*** PROVIDED DATA ***

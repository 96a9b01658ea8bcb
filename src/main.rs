//! tijuca-guia CLI 진입점

use anyhow::Result;
use clap::Parser;

fn main() -> Result<()> {
    // 로깅 초기화
    tracing_subscriber::fmt()
        .with_env_filter(
            tracing_subscriber::EnvFilter::from_default_env()
                .add_directive(tracing::Level::INFO.into()),
        )
        .init();

    // CLI 실행
    let cli = tijuca_guia::cli::Cli::parse();

    tokio::runtime::Builder::new_multi_thread()
        .enable_all()
        .build()?
        .block_on(tijuca_guia::cli::run(cli))
}
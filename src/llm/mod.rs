//! LLM 모듈 - Groq API를 통한 텍스트 생성
//!
//! 질문 분류와 답변 생성에 사용하는 채팅 프로바이더입니다.
//! Groq는 OpenAI 호환 chat/completions API를 제공합니다.
//! source: https://console.groq.com/docs/api-reference

use std::time::Duration;

use async_trait::async_trait;
use serde::{Deserialize, Serialize};

use crate::error::GuideError;

/// Groq chat completions 엔드포인트
const GROQ_CHAT_URL: &str = "https://api.groq.com/openai/v1/chat/completions";

/// 기본 모델
pub const DEFAULT_MODEL: &str = "llama-3.3-70b-versatile";

/// 호출당 타임아웃 (생성 백엔드는 턴에서 유일한 장기 지연 지점)
const REQUEST_TIMEOUT: Duration = Duration::from_secs(60);

// ============================================================================
// Types
// ============================================================================

/// 채팅 메시지 역할
#[derive(Debug, Clone, Copy, PartialEq, Eq, Serialize)]
#[serde(rename_all = "lowercase")]
pub enum ChatRole {
    System,
    User,
    Assistant,
}

/// 채팅 메시지
#[derive(Debug, Clone, Serialize)]
pub struct ChatMessage {
    pub role: ChatRole,
    pub content: String,
}

impl ChatMessage {
    pub fn system(content: impl Into<String>) -> Self {
        Self {
            role: ChatRole::System,
            content: content.into(),
        }
    }

    pub fn user(content: impl Into<String>) -> Self {
        Self {
            role: ChatRole::User,
            content: content.into(),
        }
    }

    pub fn assistant(content: impl Into<String>) -> Self {
        Self {
            role: ChatRole::Assistant,
            content: content.into(),
        }
    }
}

/// 생성 옵션
#[derive(Debug, Clone, Copy)]
pub struct ChatOptions {
    pub temperature: f32,
    pub max_tokens: u32,
}

impl ChatOptions {
    /// 분류용 옵션 (낮은 온도, 짧은 출력)
    pub fn for_classification() -> Self {
        Self {
            temperature: 0.1,
            max_tokens: 100,
        }
    }

    /// 답변 생성용 옵션
    pub fn for_answering() -> Self {
        Self {
            temperature: 0.3,
            max_tokens: 2000,
        }
    }
}

// ============================================================================
// ChatProvider Trait
// ============================================================================

/// 채팅 생성 프로바이더 트레이트
#[async_trait]
pub trait ChatProvider: Send + Sync {
    /// 단일 completions 호출
    async fn chat(
        &self,
        messages: &[ChatMessage],
        options: ChatOptions,
    ) -> Result<String, GuideError>;

    /// 프로바이더 이름
    fn name(&self) -> &str;
}

// ============================================================================
// Groq Chat
// ============================================================================

/// Groq 채팅 구현체
#[derive(Debug)]
pub struct GroqChat {
    api_key: String,
    client: reqwest::Client,
    model: String,
}

/// Groq API 요청 본문
#[derive(Debug, Serialize)]
struct CompletionRequest<'a> {
    model: &'a str,
    messages: &'a [ChatMessage],
    temperature: f32,
    max_tokens: u32,
    stream: bool,
}

/// Groq API 응답
#[derive(Debug, Deserialize)]
struct CompletionResponse {
    choices: Vec<Choice>,
}

#[derive(Debug, Deserialize)]
struct Choice {
    message: ChoiceMessage,
}

#[derive(Debug, Deserialize)]
struct ChoiceMessage {
    content: String,
}

impl GroqChat {
    /// 새 Groq 채팅 인스턴스 생성
    pub fn new(api_key: String) -> Result<Self, GuideError> {
        Self::with_model(api_key, DEFAULT_MODEL.to_string())
    }

    /// 모델을 지정하여 생성
    pub fn with_model(api_key: String, model: String) -> Result<Self, GuideError> {
        let client = reqwest::Client::builder()
            .timeout(REQUEST_TIMEOUT)
            .build()
            .map_err(|e| GuideError::GenerationFailure(format!("HTTP client: {}", e)))?;

        Ok(Self {
            api_key,
            client,
            model,
        })
    }

    /// 환경변수 GROQ_API_KEY에서 생성
    pub fn from_env() -> Result<Self, GuideError> {
        let api_key = get_api_key().ok_or_else(|| {
            GuideError::GenerationFailure(
                "GROQ_API_KEY not set. Set: export GROQ_API_KEY=your-key".to_string(),
            )
        })?;
        Self::new(api_key)
    }
}

#[async_trait]
impl ChatProvider for GroqChat {
    async fn chat(
        &self,
        messages: &[ChatMessage],
        options: ChatOptions,
    ) -> Result<String, GuideError> {
        let request = CompletionRequest {
            model: &self.model,
            messages,
            temperature: options.temperature,
            max_tokens: options.max_tokens,
            stream: false,
        };

        let response = self
            .client
            .post(GROQ_CHAT_URL)
            .bearer_auth(&self.api_key)
            .json(&request)
            .send()
            .await
            .map_err(|e| {
                if e.is_timeout() {
                    GuideError::GenerationTimeout
                } else {
                    GuideError::GenerationFailure(format!("request failed: {}", e))
                }
            })?;

        let status = response.status();
        let body = response
            .text()
            .await
            .map_err(|e| GuideError::GenerationFailure(format!("response body: {}", e)))?;

        if !status.is_success() {
            return Err(GuideError::GenerationFailure(format!(
                "Groq API error ({}): {}",
                status, body
            )));
        }

        let completion: CompletionResponse = serde_json::from_str(&body)
            .map_err(|e| GuideError::GenerationFailure(format!("parse response: {}", e)))?;

        let content = completion
            .choices
            .into_iter()
            .next()
            .map(|c| c.message.content)
            .unwrap_or_default();

        if content.is_empty() {
            return Err(GuideError::GenerationFailure(
                "empty completion".to_string(),
            ));
        }

        Ok(content)
    }

    fn name(&self) -> &str {
        &self.model
    }
}

// ============================================================================
// API Key Management
// ============================================================================

/// GROQ_API_KEY 환경변수에서 API 키 로드
pub fn get_api_key() -> Option<String> {
    std::env::var("GROQ_API_KEY")
        .ok()
        .filter(|key| !key.is_empty())
}

/// API 키 존재 여부 확인
pub fn has_api_key() -> bool {
    get_api_key().is_some()
}

// ============================================================================
// Tests
// ============================================================================

#[cfg(test)]
mod tests {
    use super::*;

    #[test]
    fn test_chat_role_serialization() {
        let msg = ChatMessage::system("instrução");
        let json = serde_json::to_string(&msg).unwrap();
        assert!(json.contains("\"role\":\"system\""));

        let msg = ChatMessage::assistant("resposta");
        let json = serde_json::to_string(&msg).unwrap();
        assert!(json.contains("\"role\":\"assistant\""));
    }

    #[test]
    fn test_chat_options_presets() {
        let classify = ChatOptions::for_classification();
        assert!(classify.temperature < 0.2);
        assert_eq!(classify.max_tokens, 100);

        let answer = ChatOptions::for_answering();
        assert_eq!(answer.max_tokens, 2000);
    }

    #[test]
    fn test_completion_response_parse() {
        let body = r#"{"choices":[{"message":{"role":"assistant","content":"trilhas"}}]}"#;
        let parsed: CompletionResponse = serde_json::from_str(body).unwrap();
        assert_eq!(parsed.choices[0].message.content, "trilhas");
    }
}
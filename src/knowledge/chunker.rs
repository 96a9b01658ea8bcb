//! Text Chunking Module
//!
//! 문서 텍스트를 수집용 패시지로 분할합니다.
//! 문자 수 기준으로 자르되, 단어 중간에서 끊기지 않도록
//! 마지막 공백 위치로 경계를 되돌립니다.

// ============================================================================
// Chunk Configuration
// ============================================================================

/// 청킹 설정
#[derive(Debug, Clone)]
pub struct ChunkConfig {
    /// 최대 청크 크기 (문자 수)
    pub max_characters: usize,
    /// 청크 간 오버랩 (문자 수)
    pub overlap_characters: usize,
}

impl Default for ChunkConfig {
    fn default() -> Self {
        Self {
            max_characters: 1000,
            overlap_characters: 200,
        }
    }
}

// ============================================================================
// Chunker Trait
// ============================================================================

/// 텍스트 청킹 전략 트레이트
pub trait Chunker: Send + Sync {
    /// 텍스트를 청크로 분할
    fn chunk(&self, text: &str) -> Vec<String>;

    /// 청커 이름
    fn name(&self) -> &'static str;
}

// ============================================================================
// TextChunker
// ============================================================================

/// 단어 경계 인식 청커
///
/// 공백을 정규화한 뒤 max_characters 단위로 자르고,
/// 경계가 단어 중간이면 마지막 공백까지 되돌립니다.
/// 연속 청크는 overlap_characters만큼 겹칩니다.
pub struct TextChunker {
    config: ChunkConfig,
}

impl TextChunker {
    /// 설정으로 생성
    pub fn new(config: ChunkConfig) -> Self {
        Self { config }
    }

    /// 기본 설정으로 생성
    pub fn with_defaults() -> Self {
        Self::new(ChunkConfig::default())
    }
}

impl Chunker for TextChunker {
    fn chunk(&self, text: &str) -> Vec<String> {
        // 공백 정규화 (개행/연속 공백 -> 단일 공백)
        let normalized = text.split_whitespace().collect::<Vec<_>>().join(" ");
        if normalized.is_empty() {
            return vec![];
        }

        let chars: Vec<char> = normalized.chars().collect();
        let max = self.config.max_characters.max(1);
        let overlap = self.config.overlap_characters;

        let mut chunks = Vec::new();
        let mut start = 0;

        while start < chars.len() {
            let mut end = (start + max).min(chars.len());

            // 단어 경계로 되돌리기
            if end < chars.len() {
                if let Some(pos) = chars[start..end].iter().rposition(|c| *c == ' ') {
                    if pos > 0 {
                        end = start + pos;
                    }
                }
            }

            let chunk: String = chars[start..end].iter().collect();
            let chunk = chunk.trim();
            if !chunk.is_empty() {
                chunks.push(chunk.to_string());
            }

            if end >= chars.len() {
                break;
            }

            // 오버랩 적용, 전진 보장
            start = end.saturating_sub(overlap).max(start + 1);
        }

        chunks
    }

    fn name(&self) -> &'static str {
        "text-word-boundary"
    }
}

/// 기본 청커 생성
pub fn default_chunker() -> Box<dyn Chunker> {
    Box::new(TextChunker::with_defaults())
}

// ============================================================================
// Tests
// ============================================================================

#[cfg(test)]
mod tests {
    use super::*;

    fn small_chunker(max: usize, overlap: usize) -> TextChunker {
        TextChunker::new(ChunkConfig {
            max_characters: max,
            overlap_characters: overlap,
        })
    }

    #[test]
    fn test_chunk_empty() {
        let chunker = TextChunker::with_defaults();
        assert!(chunker.chunk("").is_empty());
        assert!(chunker.chunk("   \n  ").is_empty());
    }

    #[test]
    fn test_chunk_small_text_single_chunk() {
        let chunker = TextChunker::with_defaults();
        let chunks = chunker.chunk("uma trilha curta");
        assert_eq!(chunks.len(), 1);
        assert_eq!(chunks[0], "uma trilha curta");
    }

    #[test]
    fn test_chunk_respects_word_boundary() {
        let chunker = small_chunker(10, 0);
        let chunks = chunker.chunk("cachoeira mirante floresta");

        // 단어가 경계에서 잘리지 않는다
        for chunk in &chunks {
            assert!(!chunk.starts_with(' '));
            assert!(!chunk.ends_with(' '));
        }
        assert_eq!(chunks[0], "cachoeira");
    }

    #[test]
    fn test_chunk_normalizes_whitespace() {
        let chunker = TextChunker::with_defaults();
        let chunks = chunker.chunk("trilha\n\ndo   pico\tda tijuca");
        assert_eq!(chunks.len(), 1);
        assert_eq!(chunks[0], "trilha do pico da tijuca");
    }

    #[test]
    fn test_chunk_overlap_repeats_tail() {
        let chunker = small_chunker(20, 8);
        let text = "a floresta da tijuca cobre grande parte do parque nacional";
        let chunks = chunker.chunk(text);

        assert!(chunks.len() > 1);
        // 오버랩 때문에 이웃 청크가 내용을 공유한다
        let first_tail: String = chunks[0].chars().rev().take(4).collect();
        let tail: String = first_tail.chars().rev().collect();
        assert!(chunks[1].contains(tail.trim()));
    }

    #[test]
    fn test_chunk_terminates_on_long_word() {
        // 공백 없는 텍스트도 전진이 보장되어야 한다
        let chunker = small_chunker(5, 4);
        let chunks = chunker.chunk(&"x".repeat(30));
        assert!(!chunks.is_empty());
    }
}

*** End of PROVIDED DATA ***

[YOUR GOAL]
Copy out all the lines of the records that include "trilhas".

[PROBLEM SOLUTION]
        let body = r#"{"choices":[{"message":{"role":"assistant","content":"trilhas"}}]}"#;
        assert_eq!(parsed.choices[0].message.content, "trilhas");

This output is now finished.